## What the exercise asks:
Whenever a line in the records below holds the string "ends", copy it out.

* * * * *

impl<Ctx: MatchContext> MatchOrchestrator<Ctx> {
    /// Validates the configuration and builds the venue.
    pub fn new(config: MatchConfig, ctx: Arc<Ctx>) -> Result<Self, SimError> {
        Self::with_anticheat(config, ctx, AntiCheatEngine::new(AntiCheatConfig::default()))
    }

    /// Like [`MatchOrchestrator::new`] with a custom detection engine.
    pub fn with_anticheat(
        config: MatchConfig,
        ctx: Arc<Ctx>,
        anticheat: AntiCheatEngine,
    ) -> Result<Self, SimError> {
        config.validate()?;
        if config.seed != ctx.seed() {
            warn!(
                "Match config seed {} differs from context seed {}; the context seed wins",
                config.seed,
                ctx.seed()
            );
        }

        let environment = Environment::new(
            ctx.clone(),
            config.map.geometry(),
            config.network_conditions,
            config.environment.clone(),
        )?;

        Ok(Self {
            match_id: MatchId::from_seed(ctx.seed()),
            config,
            ctx,
            environment,
            agents: Vec::new(),
            anticheat,
            events: Vec::new(),
            phase: MatchPhase::Idle,
            running: Arc::new(AtomicBool::new(false)),
            stop_requested: Arc::new(AtomicBool::new(false)),
            current_tick: 0,
            final_stats: None,
        })
    }

    fn require(&self, phase: MatchPhase, action: &'static str) -> Result<(), SimError> {
        if self.phase == phase {
            Ok(())
        } else {
            Err(SimError::IllegalPhase {
                action,
                phase: self.phase,
            })
        }
    }

    /// Spawns both teams and starts the match.
    pub fn initialize(&mut self) -> Result<(), SimError> {
        self.require(MatchPhase::Idle, "initialize")?;
        self.events.clear();

        let mut roster_rng = SeedStream::Roster.rng(self.ctx.as_ref());
        let per_team = self.config.num_players / 2;

        for team in [Team::A, Team::B] {
            let spawns: Vec<Position> = self.environment.geometry().spawn_points(team).to_vec();
            if spawns.is_empty() {
                return Err(SimError::Setup(format!("{} has no spawn points", team)));
            }

            for slot in 0..per_team {
                let offset = Position::new(
                    roster_rng.gen_range(-SPAWN_OFFSET..SPAWN_OFFSET),
                    0.0,
                    roster_rng.gen_range(-SPAWN_OFFSET..SPAWN_OFFSET),
                );
                let id = self.environment.spawn(team, spawns[slot % spawns.len()] + offset);

                let rng = SeedStream::Agent(id).rng(self.ctx.as_ref());
                let agent = if roster_rng.gen::<f64>() < self.config.cheat_probability {
                    Agent::cheater(id, team, rng)
                } else {
                    Agent::normal(id, team, rng)
                };
                self.agents.push(agent);
            }
        }

        let cheaters = self.agents.iter().filter(|a| a.is_cheater()).count();
        info!(
            "Match {} initialized: {} players ({} cheaters), seed {}",
            self.match_id,
            self.agents.len(),
            cheaters,
            self.ctx.seed()
        );

        self.phase = MatchPhase::Running;
        self.running.store(true, Ordering::SeqCst);
        Ok(())
    }

    fn timestamp(&self) -> f64 {
        self.ctx.now().as_secs_f64()
    }

    /// Plays one tick. Returns the phase afterwards.
    pub async fn step(&mut self) -> Result<MatchPhase, SimError> {
        self.require(MatchPhase::Running, "step")?;
        let tick = self.current_tick;

        for network_event in self.environment.update(tick) {
            let event = Event::new(tick, EventKind::Network(network_event), self.timestamp());
            self.events.push(event);
        }

        for index in 0..self.agents.len() {
            let id = self.agents[index].id();

            let action = match self.agents[index].decide(&self.environment) {
                Ok(action) => action,
                Err(e) => {
                    warn!("{} failed to decide at tick {}: {}", id, tick, e);
                    continue;
                }
            };
            let result = match self.environment.apply(id, &action).await {
                Ok(result) => result,
                Err(e) => {
                    warn!("{} action rejected at tick {}: {}", id, tick, e);
                    continue;
                }
            };

            let event = Event::new(
                tick,
                EventKind::AgentAction {
                    agent_id: id,
                    action,
                    result,
                },
                self.timestamp(),
            );
            if let Some(detection) = self.anticheat.analyze(&event) {
                if let Some(suspect) = self.agents.get_mut(detection.agent_id.index()) {
                    suspect.mark_detected();
                }
            }
            self.events.push(event);
        }

        let summary = MatchStateSummary {
            elapsed_time: tick as f64 / self.config.tick_rate_hz,
            agents_alive: self.environment.agents().iter().filter(|a| a.alive).count(),
            network_health: self.environment.network_health(),
            performance_metrics: self.environment.performance_metrics(),
        };
        self.events
            .push(Event::new(tick, EventKind::MatchState(summary), self.timestamp()));

        self.current_tick += 1;
        if self.current_tick % (self.config.tick_rate_hz.ceil() as u64).max(1) == 0 {
            debug!(
                "Tick {}/{}: {} events, {} detections",
                self.current_tick,
                self.config.max_ticks(),
                self.events.len(),
                self.anticheat.detections().len()
            );
        }

        let wiped_out = [Team::A, Team::B]
            .into_iter()
            .find(|team| self.environment.alive_count(*team) == 0);
        if let Some(team) = wiped_out {
            info!("{} eliminated at tick {}", team, self.current_tick);
            self.end_match();
        } else if self.current_tick >= self.config.max_ticks() {
            self.end_match();
        }

        Ok(self.phase)
    }

    /// Plays ticks until `tick` is reached, the match ends, or a
    /// [`StopHandle`] stops it. Starts the match if it is still idle.
    ///
    /// Ticks are paced at `1 / tick_rate` through the context, on top of
    /// whatever latency the actions themselves incurred.
    pub async fn run_until(&mut self, tick: u64) -> Result<MatchPhase, SimError> {
        if self.phase == MatchPhase::Idle {
            self.initialize()?;
        }

        let interval = self.config.tick_interval();
        while self.phase == MatchPhase::Running && self.current_tick < tick {
            if self.stop_requested.load(Ordering::SeqCst) {
                info!("Match {} stopped at tick {}", self.match_id, self.current_tick);
                self.end_match();
                break;
            }
            if self.step().await? == MatchPhase::Running {
                self.ctx.sleep(interval).await;
            }
        }
        Ok(self.phase)
    }

    /// Runs until the match ends or a [`StopHandle`] stops it.
    pub async fn run(&mut self) -> Result<MatchStats, SimError> {
        if self.phase == MatchPhase::Idle {
            self.initialize()?;
        }
        info!(
            "Match {} running: {} ticks at {} Hz",
            self.match_id,
            self.config.max_ticks(),
            self.config.tick_rate_hz
        );

        self.run_until(u64::MAX).await?;

        self.final_stats
            .clone()
            .ok_or(SimError::IllegalPhase {
                action: "report",
                phase: self.phase,
            })
    }

    fn end_match(&mut self) {
        let team_score = |team: Team| -> u32 {
            self.environment
                .agents()
                .iter()
                .filter(|a| a.team == team)
                .map(|a| a.score)
                .sum()
        };
        let team_a_score = team_score(Team::A);
        let team_b_score = team_score(Team::B);

        let stats = MatchStats {
            team_a_score,
            team_b_score,
            winner: if team_a_score > team_b_score {
                Team::A
            } else {
                Team::B
            },
            cheaters_detected: self
                .agents
                .iter()
                .filter(|a| a.cheat_profile().is_some_and(|p| p.detected))
                .count(),
            total_events: self.events.len(),
            match_duration: self.current_tick as f64 / self.config.tick_rate_hz,
        };

        info!(
            "Match {} ended at tick {}: {} {}-{}, {} cheater(s) detected",
            self.match_id,
            self.current_tick,
            stats.winner,
            stats.team_a_score,
            stats.team_b_score,
            stats.cheaters_detected
        );

        self.events.push(Event::new(
            self.current_tick,
            EventKind::MatchEnd(stats.clone()),
            self.timestamp(),
        ));
        self.final_stats = Some(stats);
        self.phase = MatchPhase::Ended;
        self.running.store(false, Ordering::SeqCst);
    }

    /// Stops the match, then tears down the players and the venue.
    pub fn shutdown(&mut self) {
        info!("Shutting down match {}", self.match_id);
        self.stop_requested.store(true, Ordering::SeqCst);
        self.running.store(false, Ordering::SeqCst);
        if self.phase == MatchPhase::Running {
            self.end_match();
        }
        self.agents.clear();
        self.environment.shutdown();
        info!("Match {} shutdown complete", self.match_id);
    }

    pub fn stop_handle(&self) -> StopHandle {
        StopHandle {
            running: Arc::clone(&self.running),
            stop_requested: Arc::clone(&self.stop_requested),
        }
    }

    pub fn events(&self) -> &[Event] {
        &self.events
    }

    pub fn detections(&self) -> &[Detection] {
        self.anticheat.detections()
    }

    pub fn anticheat(&self) -> &AntiCheatEngine {
        &self.anticheat
    }

    pub fn agents(&self) -> &[Agent] {
        &self.agents
    }

    pub fn environment(&self) -> &Environment<Ctx> {
        &self.environment
    }

    /// Mutable venue access, e.g. to change network conditions mid-match.
    pub fn environment_mut(&mut self) -> &mut Environment<Ctx> {
        &mut self.environment
    }

    pub fn config(&self) -> &MatchConfig {
        &self.config
    }

    pub fn match_id(&self) -> MatchId {
        self.match_id
    }

    pub fn phase(&self) -> MatchPhase {
        self.phase
    }

    pub fn current_tick(&self) -> u64 {
        self.current_tick
    }

    pub fn final_stats(&self) -> Option<&MatchStats> {
        self.final_stats.as_ref()
    }

    pub fn current_state(&self) -> MatchSnapshot {
        let agents = self
            .agents
            .iter()
            .filter_map(|agent| {
                self.environment
                    .agent(agent.id())
                    .ok()
                    .map(|state| agent.snapshot(state))
            })
            .collect();

        MatchSnapshot {
            match_id: self.match_id,
            phase: self.phase,
            is_running: self.phase == MatchPhase::Running && self.running.load(Ordering::SeqCst),
            current_tick: self.current_tick,
            elapsed_time: self.current_tick as f64 / self.config.tick_rate_hz,
            agents,
            environment: self.environment.snapshot(),
        }
    }
}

* * * * *

## Answer below:
    /// Plays ticks until `tick` is reached, the match ends, or a
    /// Runs until the match ends or a [`StopHandle`] stops it.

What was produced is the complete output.